What the task requires:
Which lines below contain the word "Some"? Copy each of them.

[Records drawn from a dataset]

== == ==

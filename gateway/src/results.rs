use std::fs;
use std::path::{Path as StdPath, PathBuf};

use axum::extract::{Path, State};
use axum::http::StatusCode;
use axum::response::{Html, IntoResponse, Response};

use crate::state::AppState;

/// `GET /analysis/results/<slug>`: an HTML listing of every file under the
/// scenario's output directory (which nests one subdirectory per demand
/// metric run for that scenario). Path-traversal refusal follows the same
/// canonicalize-and-`starts_with` check the file endpoint below uses.
pub async fn list_results(State(state): State<AppState>, Path(slug): Path<String>) -> Response {
    let root = state.pipeline_config.output_root.clone();
    let scenario_dir = root.join(&slug);

    let canonical_root = match fs::canonicalize(&root) {
        Ok(p) => p,
        Err(_) => return (StatusCode::NOT_FOUND, "no results directory configured").into_response(),
    };
    let canonical_scenario = match fs::canonicalize(&scenario_dir) {
        Ok(p) if p.starts_with(&canonical_root) => p,
        _ => return (StatusCode::NOT_FOUND, "unknown scenario").into_response(),
    };

    let mut files = Vec::new();
    collect_files(&canonical_scenario, &canonical_scenario, &mut files);
    files.sort();

    let mut body = format!("<html><body><h1>Results: {slug}</h1><ul>\n");
    for relpath in &files {
        body.push_str(&format!(
            "<li><a href=\"/analysis/files/{slug}/{relpath}\">{relpath}</a></li>\n"
        ));
    }
    body.push_str("</ul></body></html>");
    Html(body).into_response()
}

fn collect_files(root: &StdPath, dir: &StdPath, out: &mut Vec<String>) {
    let Ok(entries) = fs::read_dir(dir) else { return };
    for entry in entries.flatten() {
        let path = entry.path();
        if path.is_dir() {
            collect_files(root, &path, out);
        } else if let Ok(rel) = path.strip_prefix(root) {
            out.push(rel.to_string_lossy().replace('\\', "/"));
        }
    }
}

/// `GET /analysis/files/<slug>/<relpath>`: streams a single artifact,
/// refusing any path that canonicalizes outside the scenario directory.
pub async fn get_file(
    State(state): State<AppState>,
    Path((slug, relpath)): Path<(String, String)>,
) -> Response {
    let root = state.pipeline_config.output_root.clone();
    let scenario_dir = root.join(&slug);

    let canonical_scenario = match fs::canonicalize(&scenario_dir) {
        Ok(p) => p,
        Err(_) => return (StatusCode::NOT_FOUND, "unknown scenario").into_response(),
    };

    let target: PathBuf = scenario_dir.join(&relpath);
    match fs::canonicalize(&target) {
        Ok(canonical) if canonical.starts_with(&canonical_scenario) => match fs::read(&canonical) {
            Ok(bytes) => {
                let content_type = guess_content_type(&canonical);
                Response::builder()
                    .status(StatusCode::OK)
                    .header("content-type", content_type)
                    .body(bytes.into())
                    .unwrap_or_else(|_| StatusCode::INTERNAL_SERVER_ERROR.into_response())
            }
            Err(_) => (StatusCode::NOT_FOUND, "file not readable").into_response(),
        },
        Ok(_) => (StatusCode::FORBIDDEN, "invalid path").into_response(),
        Err(_) => (StatusCode::NOT_FOUND, "not found").into_response(),
    }
}

fn guess_content_type(path: &StdPath) -> &'static str {
    match path.extension().and_then(|s| s.to_str()) {
        Some("png") => "image/png",
        Some("json") => "application/json",
        Some("csv") => "text/csv",
        _ => "text/plain",
    }
}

== == ==

Task result:
        Some("png") => "image/png",
        Some("json") => "application/json",
        Some("csv") => "text/csv",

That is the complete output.